What can be next for France…and the world15 January 2019
This comment was published in Le Monde on 7 January.
What is France to do now? Unlike Hungary, Brazil, and the United States, its voters rejected the far right. Unlike Russia and Venezuela, they rejected the far left. They went straight down the center, or so it seemed, with Liberal Democracy. And now look what has happened.
The promise of Liberal Democracy is that liberating markets liberates societies. Compared with what came before, it delivered on that promise, more or less. The rising tide did raise many boats. Now the yachts on top are swamping the dinghies below. Supported by the dogma of economics—that greed is good, markets are sacred, and governments are suspect—the winners have managed to displace human values with Shareholder Value. Many have been using the corporate press and the social media, as well as election financing schemes (especially in the United States, where the Supreme Court has legalized bribery), to distort election campaigns and corrupt governments. Liberal Democracy has become an oxymoron: it is no longer socially liberal, instead a threat to democracy.
The recent events in France have brought the globalization scenario into sharp relief. Liberated markets empower global corporations above all, which face no countervailing power. This enables them to ride roughshod over national governments and local communities. Divide-and-rule is the globalization game: get one country to cut taxes on wealth, and other countries have to follow suit. This starves their governments, which are thus forced to cut support for the rest of the population, while turning to regressive forms of taxation—for example, on those diesel fuels in France. In turn, this squeezes many of the people already brought to their knees by the very practices of globalization, namely weakening job security to hold down wages.

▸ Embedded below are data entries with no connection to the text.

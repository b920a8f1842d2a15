//! Redacted credential wrappers keeping consumer keys and tokens out of logs.
//!
//! Every wrapper rejects empty values on construction, so holding one proves the value was
//! supplied. Use `expose` only at the wire boundary.

// self
use crate::{_prelude::*, error::ValidationError};

macro_rules! def_secret {
	($name:ident, $doc:literal, $field:literal) => {
		#[doc = $doc]
		#[derive(Clone, PartialEq, Eq, Hash)]
		pub struct $name(String);
		impl $name {
			/// Wraps a non-empty credential value.
			pub fn new(value: impl Into<String>) -> Result<Self, ValidationError> {
				let value = value.into();

				ValidationError::require($field, &value)?;

				Ok(Self(value))
			}

			/// Returns the inner value. Callers must avoid logging this string.
			pub fn expose(&self) -> &str {
				&self.0
			}
		}
		impl AsRef<str> for $name {
			fn as_ref(&self) -> &str {
				self.expose()
			}
		}
		impl TryFrom<String> for $name {
			type Error = ValidationError;

			fn try_from(value: String) -> Result<Self, Self::Error> {
				Self::new(value)
			}
		}
		impl TryFrom<&str> for $name {
			type Error = ValidationError;

			fn try_from(value: &str) -> Result<Self, Self::Error> {
				Self::new(value)
			}
		}
		impl Debug for $name {
			fn fmt(&self, f: &mut Formatter) -> FmtResult {
				f.debug_tuple(stringify!($name)).field(&"<redacted>").finish()
			}
		}
		impl Display for $name {
			fn fmt(&self, f: &mut Formatter) -> FmtResult {
				f.write_str("<redacted>")
			}
		}
	};
}

def_secret! { ConsumerKey, "Application consumer key issued by Pocket.", "Consumer key" }
def_secret! { RequestToken, "Temporary token awaiting user authorization.", "Request token" }
def_secret! { AccessToken, "Permanent per-user access token.", "Access token" }

#[cfg(test)]
mod tests {
	// self
	use super::*;

	#[test]
	fn secrets_reject_empty_values() {
		assert_eq!(
			ConsumerKey::new("").expect_err("Empty consumer key must be rejected."),
			ValidationError::Empty { field: "Consumer key" }
		);
		assert!(RequestToken::try_from("").is_err());
		assert!(AccessToken::try_from(String::new()).is_err());

		let key = ConsumerKey::new("1234-abcd").expect("Non-empty consumer key should be valid.");

		assert_eq!(key.expose(), "1234-abcd");
		assert_eq!(key.as_ref(), "1234-abcd");
	}

	#[test]
	fn secret_formatters_redact() {
		let token =
			AccessToken::new("super-secret").expect("Access token fixture should be valid.");

		assert_eq!(format!("{token:?}"), "AccessToken(\"<redacted>\")");
		assert_eq!(format!("{token}"), "<redacted>");
	}
}
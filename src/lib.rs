//! Async Pocket API client covering the request-token → authorize → access-token handshake and
//! saving items to a user's list.
//!
//! ```no_run
//! # async fn run() -> pocket_client::error::Result<()> {
//! use pocket_client::{AddInput, CallContext, Client};
//!
//! let client = Client::new("1234-abcd1234abcd1234abcd1234")?;
//! let ctx = CallContext::background();
//! let request_token = client.get_request_token(&ctx, "https://app.example.com/done").await?;
//! let url = client.authorization_url(request_token.expose(), "https://app.example.com/done")?;
//!
//! println!("Send your user to {url}.");
//!
//! // Once the user returns to the redirect URL:
//! let auth = client.authorize(&ctx, request_token.expose()).await?;
//!
//! client
//! 	.add(&ctx, AddInput::new("https://www.rust-lang.org", auth.access_token.expose()))
//! 	.await?;
//! # Ok(())
//! # }
//! ```

#![deny(clippy::all, missing_docs, unused_crate_dependencies)]

pub mod auth;
pub mod client;
pub mod config;
pub mod context;
pub mod error;
pub mod http;
pub mod obs;

pub use client::{AddInput, AuthorizeResponse, Client};
pub use config::{ClientConfig, Endpoint};
pub use context::CallContext;

mod _prelude {
	pub use std::{
		collections::BTreeMap,
		fmt::{Debug, Display, Formatter, Result as FmtResult},
		future::Future,
		sync::Arc,
		time::{Duration, Instant},
	};

	pub use reqwest::{Client as ReqwestClient, Error as ReqwestError};
	pub use serde::Serialize;
	pub use thiserror::Error as ThisError;
	pub use url::Url;

	pub use crate::error::{Error, Result};
}

pub use reqwest;
pub use url;
#[cfg(test)] use {color_eyre as _, httpmock as _};
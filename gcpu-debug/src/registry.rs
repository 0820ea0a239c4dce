use crate::error::DebugError;

#[derive(Debug, Clone, PartialEq, Eq)]
pub struct Breakpoint {
    pub addr: u16,
    pub label: String,
}

///
/// Breakpoints in insertion order. A breakpoint's id is its position, so ids
/// shift down when an earlier entry is deleted.
///
#[derive(Debug, Clone, Default)]
pub struct Breakpoints {
    entries: Vec<Breakpoint>,
}

impl Breakpoints {
    pub fn new() -> Breakpoints {
        Breakpoints {
            entries: Vec::new(),
        }
    }

    ///
    /// Registers `addr`. An address that is already present keeps its id and
    /// takes the new label.
    ///
    pub fn add(&mut self, addr: u16, label: &str) -> usize {
        if let Some(id) = self.id_of(addr) {
            self.entries[id].label = label.to_string();
            return id;
        }
        self.entries.push(Breakpoint {
            addr,
            label: label.to_string(),
        });
        self.entries.len() - 1
    }

    pub fn remove(&mut self, id: usize) -> Result<Breakpoint, DebugError> {
        if id >= self.entries.len() {
            return Err(DebugError::InvalidId {
                kind: "breakpoint",
                id,
            });
        }
        Ok(self.entries.remove(id))
    }

    pub fn id_of(&self, addr: u16) -> Option<usize> {
        self.entries.iter().position(|b| b.addr == addr)
    }

    pub fn iter(&self) -> impl Iterator<Item = &Breakpoint> {
        self.entries.iter()
    }

    pub fn len(&self) -> usize {
        self.entries.len()
    }

    pub fn is_empty(&self) -> bool {
        self.entries.is_empty()
    }

    pub fn clear(&mut self) {
        self.entries.clear();
    }
}

#[derive(Debug, Clone, PartialEq, Eq)]
pub struct Tap {
    pub name: Option<String>,
    pub addr: u16,
}

/// Watched addresses, echoed after every stop. Id is the list position.
#[derive(Debug, Clone, Default)]
pub struct Taps {
    entries: Vec<Tap>,
}

impl Taps {
    pub fn new() -> Taps {
        Taps {
            entries: Vec::new(),
        }
    }

    pub fn add(&mut self, name: Option<String>, addr: u16) -> usize {
        self.entries.push(Tap { name, addr });
        self.entries.len() - 1
    }

    pub fn remove(&mut self, id: usize) -> Result<Tap, DebugError> {
        if id >= self.entries.len() {
            return Err(DebugError::InvalidId { kind: "tap", id });
        }
        Ok(self.entries.remove(id))
    }

    pub fn iter(&self) -> impl Iterator<Item = &Tap> {
        self.entries.iter()
    }

    pub fn len(&self) -> usize {
        self.entries.len()
    }

    pub fn is_empty(&self) -> bool {
        self.entries.is_empty()
    }

    pub fn clear(&mut self) {
        self.entries.clear();
    }
}

#[cfg(test)]
mod registry_tests {
    use super::*;

    #[test]
    fn breakpoint_ids_are_positions() {
        let mut bps = Breakpoints::new();
        assert_eq!(bps.add(0x1050, "foo"), 0);
        assert_eq!(bps.add(0x0010, "12"), 1);
        assert_eq!(bps.add(0x1050, "bar"), 0);
        assert_eq!(bps.len(), 2);

        let removed = bps.remove(0).unwrap();
        assert_eq!(removed.label, "bar");
        assert_eq!(bps.id_of(0x0010), Some(0));
        assert!(matches!(
            bps.remove(5),
            Err(DebugError::InvalidId { kind: "breakpoint", id: 5 })
        ));
    }

    #[test]
    fn taps_allow_repeats() {
        let mut taps = Taps::new();
        assert_eq!(taps.add(None, 0x1000), 0);
        assert_eq!(taps.add(Some("x".to_string()), 0x1000), 1);
        assert_eq!(taps.remove(0).unwrap().name, None);
        assert_eq!(taps.iter().next().map(|t| t.addr), Some(0x1000));
        assert!(taps.remove(1).is_err());
    }
}
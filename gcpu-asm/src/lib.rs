pub mod assembler;
pub mod error;
pub mod grammar;
pub mod output;
pub mod preproc;

pub use assembler::{assemble, Assembly, Diagnostic};
pub use error::AsmError;
use crate::cpu::{GCpu, Reg16, Reg8};
use crate::error::CpuError;

pub trait GAlu {
    fn sum(&mut self, dst: Reg8) -> Result<(), CpuError>;
    fn and(&mut self, dst: Reg8) -> Result<(), CpuError>;
    fn or(&mut self, dst: Reg8) -> Result<(), CpuError>;
    fn com(&mut self, reg: Reg8) -> Result<(), CpuError>;
    fn shift_left(&mut self, reg: Reg8) -> Result<(), CpuError>;
    fn shift_right(&mut self, reg: Reg8) -> Result<(), CpuError>;
    fn inc(&mut self, reg: Reg16) -> Result<(), CpuError>;
}

impl GAlu for GCpu {
    ///
    /// ## SUM instruction
    ///
    ///  Adds A and B modulo 256 and stores the result in `dst`. `sum_ba`
    ///  targets A, `sum_ab` targets B.
    ///
    fn sum(&mut self, dst: Reg8) -> Result<(), CpuError> {
        let val = self.a.wrapping_add(self.b);
        self.set_reg8(dst, val);
        self.advance_pc(1);
        Ok(())
    }

    fn and(&mut self, dst: Reg8) -> Result<(), CpuError> {
        let val = self.a & self.b;
        self.set_reg8(dst, val);
        self.advance_pc(1);
        Ok(())
    }

    fn or(&mut self, dst: Reg8) -> Result<(), CpuError> {
        let val = self.a | self.b;
        self.set_reg8(dst, val);
        self.advance_pc(1);
        Ok(())
    }

    fn com(&mut self, reg: Reg8) -> Result<(), CpuError> {
        let val = !self.reg8(reg);
        self.set_reg8(reg, val);
        self.advance_pc(1);
        Ok(())
    }

    fn shift_left(&mut self, reg: Reg8) -> Result<(), CpuError> {
        // Bit 7 falls off the top
        let val = self.reg8(reg) << 1;
        self.set_reg8(reg, val);
        self.advance_pc(1);
        Ok(())
    }

    fn shift_right(&mut self, reg: Reg8) -> Result<(), CpuError> {
        let val = self.reg8(reg) >> 1;
        self.set_reg8(reg, val);
        self.advance_pc(1);
        Ok(())
    }

    fn inc(&mut self, reg: Reg16) -> Result<(), CpuError> {
        let val = self.reg16(reg).wrapping_add(1);
        self.set_reg16(reg, val);
        self.advance_pc(1);
        Ok(())
    }
}

#[cfg(test)]
mod alu_tests {
    use crate::consts::opcodes;
    use crate::instr::tests::{init_cpu, validate_cpu_state};

    #[test]
    fn sum_wraps_modulo_256() {
        let srcs = [
            (opcodes::SUMBA, 0x10, 0x20, 0x30, 0x20),
            (opcodes::SUMAB, 0x10, 0x20, 0x10, 0x30),
            (opcodes::SUMBA, 0xF0, 0x20, 0x10, 0x20),
            (opcodes::SUMAB, 0xFF, 0x01, 0xFF, 0x00),
        ];

        for (op, a, b, expect_a, expect_b) in srcs.iter() {
            let mut cpu = init_cpu(&[*op]);
            cpu.a = *a;
            cpu.b = *b;
            cpu.step().unwrap();

            validate_cpu_state(&cpu, 0x0001);
            assert_eq!(cpu.a, *expect_a, "A mismatch for opcode {:x}", op);
            assert_eq!(cpu.b, *expect_b, "B mismatch for opcode {:x}", op);
        }
    }

    #[test]
    fn and_or() {
        let srcs = [
            (opcodes::ANDBA, 0x88, 0xAA),
            (opcodes::ANDAB, 0xCC, 0x88),
            (opcodes::ORBA, 0xEE, 0xAA),
            (opcodes::ORAB, 0xCC, 0xEE),
        ];

        for (op, expect_a, expect_b) in srcs.iter() {
            let mut cpu = init_cpu(&[*op]);
            cpu.a = 0xCC;
            cpu.b = 0xAA;
            cpu.step().unwrap();

            validate_cpu_state(&cpu, 0x0001);
            assert_eq!(cpu.a, *expect_a, "A mismatch for opcode {:x}", op);
            assert_eq!(cpu.b, *expect_b, "B mismatch for opcode {:x}", op);
        }
    }

    #[test]
    fn complement() {
        let mut cpu = init_cpu(&[opcodes::COMA, opcodes::COMB]);
        cpu.a = 0x0F;
        cpu.b = 0x00;
        cpu.step().unwrap();
        cpu.step().unwrap();

        validate_cpu_state(&cpu, 0x0002);
        assert_eq!(cpu.a, 0xF0);
        assert_eq!(cpu.b, 0xFF);
    }

    #[test]
    fn shifts() {
        let mut cpu = init_cpu(&[opcodes::SHFAL, opcodes::SHFAR, opcodes::SHFBL, opcodes::SHFBR]);
        cpu.a = 0x81;
        cpu.step().unwrap();
        assert_eq!(cpu.a, 0x02);

        cpu.a = 0x81;
        cpu.step().unwrap();
        assert_eq!(cpu.a, 0x40);

        cpu.b = 0xC0;
        cpu.step().unwrap();
        assert_eq!(cpu.b, 0x80);

        cpu.b = 0x01;
        cpu.step().unwrap();
        assert_eq!(cpu.b, 0x00);
        validate_cpu_state(&cpu, 0x0004);
    }

    #[test]
    fn increments_wrap_at_16_bits() {
        let mut cpu = init_cpu(&[opcodes::INX, opcodes::INY, opcodes::INX]);
        cpu.x = 0x00FF;
        cpu.y = 0xFFFF;
        cpu.step().unwrap();
        cpu.step().unwrap();

        assert_eq!(cpu.x, 0x0100);
        assert_eq!(cpu.y, 0x0000);

        cpu.x = 0xFFFF;
        cpu.step().unwrap();
        assert_eq!(cpu.x, 0x0000);
        validate_cpu_state(&cpu, 0x0003);
    }
}
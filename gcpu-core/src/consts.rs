/* Number of physically backed bytes within the G-CPU address space */
pub const MEM_SIZE: usize = 0x2000;

/* Number of bytes held by a single MIF image (ROM or RAM) */
pub const IMAGE_DEPTH: usize = 0x1000;

pub mod memmap {
    pub const ROM_START: usize = 0x0000;
    pub const ROM_END: usize = 0x0FFF;
    pub const RAM_START: usize = 0x1000;
    pub const RAM_END: usize = 0x1FFF;
}

pub mod opcodes {
    pub const TAB: u8 = 0x00;
    pub const TBA: u8 = 0x01;
    pub const LDAAI: u8 = 0x02;
    pub const LDABI: u8 = 0x03;
    pub const LDAA: u8 = 0x04;
    pub const LDAB: u8 = 0x05;
    pub const STAA: u8 = 0x06;
    pub const STAB: u8 = 0x07;
    pub const LDXI: u8 = 0x08;
    pub const LDYI: u8 = 0x09;
    pub const LDX: u8 = 0x0A;
    pub const LDY: u8 = 0x0B;
    pub const LDAAX: u8 = 0x0C;
    pub const LDAAY: u8 = 0x0D;
    pub const LDABX: u8 = 0x0E;
    pub const LDABY: u8 = 0x0F;
    pub const STAAX: u8 = 0x10;
    pub const STAAY: u8 = 0x11;
    pub const STABX: u8 = 0x12;
    pub const STABY: u8 = 0x13;
    pub const SUMBA: u8 = 0x14;
    pub const SUMAB: u8 = 0x15;
    pub const ANDBA: u8 = 0x16;
    pub const ANDAB: u8 = 0x17;
    pub const ORBA: u8 = 0x18;
    pub const ORAB: u8 = 0x19;
    pub const COMA: u8 = 0x1A;
    pub const COMB: u8 = 0x1B;
    pub const SHFAL: u8 = 0x1C;
    pub const SHFAR: u8 = 0x1D;
    pub const SHFBL: u8 = 0x1E;
    pub const SHFBR: u8 = 0x1F;
    pub const BEQ: u8 = 0x20;
    pub const BNE: u8 = 0x21;
    pub const BN: u8 = 0x22;
    pub const BP: u8 = 0x23;
    pub const BEQ16: u8 = 0x24;
    pub const BNE16: u8 = 0x25;
    pub const BN16: u8 = 0x26;
    pub const BP16: u8 = 0x27;
    pub const INX: u8 = 0x30;
    pub const INY: u8 = 0x31;
}

pub mod io {
    // Offsets relative to the memory-mapped I/O base address
    pub const POINTER_X: u16 = 0;
    pub const POINTER_Y: u16 = 1;
    pub const POINTER_STATE: u16 = 2;

    pub const DEFAULT_IO_BASE: u16 = 0x1400;
    pub const DEFAULT_LINE_OFFSET: u16 = 3;
    pub const DEFAULT_LINE_COUNT: u16 = 4;
}

pub mod clock {
    /* Default instruction rate of the paced execution loop */
    pub const DEFAULT_RATE_HZ: u32 = 1_100;
}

In America, where business remains sovereign, the people have tolerated this. Indeed, many blame the government for it and so elected a businessman to drain the swamp created by businesses in cahoots with politicians. In France, where the people who have lived better know better, there is less tolerance for this. So out on the streets many have gone, provoked by a fuel tax that broke the proverbial camel’s back. When a protest reaches 77% public support, you have to believe that the people are on to something—and it’s not populism.
That something is imbalance. Many of the countries we call democratic are now out of balance in much the way that the communist regimes of Eastern European were out of balance, just on the other side of the political spectrum. There the public sector dominated; here the private sector dominates. A healthy society balances the commercial interests of businesses in the private sector with the collective powers of governments in the public sector and the communal concerns of citizens in the plural sector: liberté, égalité, and fraternité, to quote the French motto. There are not many healthy societies left.
Like a barstool, no society can balance itself on one leg—be that socialism, capitalism, or populism. And trying to do so on two legs leaves many societies swinging back and forth between left and right, while the power of government dissipates as that of business escalates. A third leg is necessary for balance. I call it the plural sector, rather than the more usual “civil society”, so that it can be seen to take its place alongside the sectors called public and. private. It is largely community-based, comprising those associations that are owned by members (such as cooperatives) or by no-one (trusts, etc.). Here, in fact, is where we spend much of our personal lives, whether playing in a club, praying in a church, supporting an NGO, volunteering for a charity, or shopping in a co-op, not to mention marching in a protest.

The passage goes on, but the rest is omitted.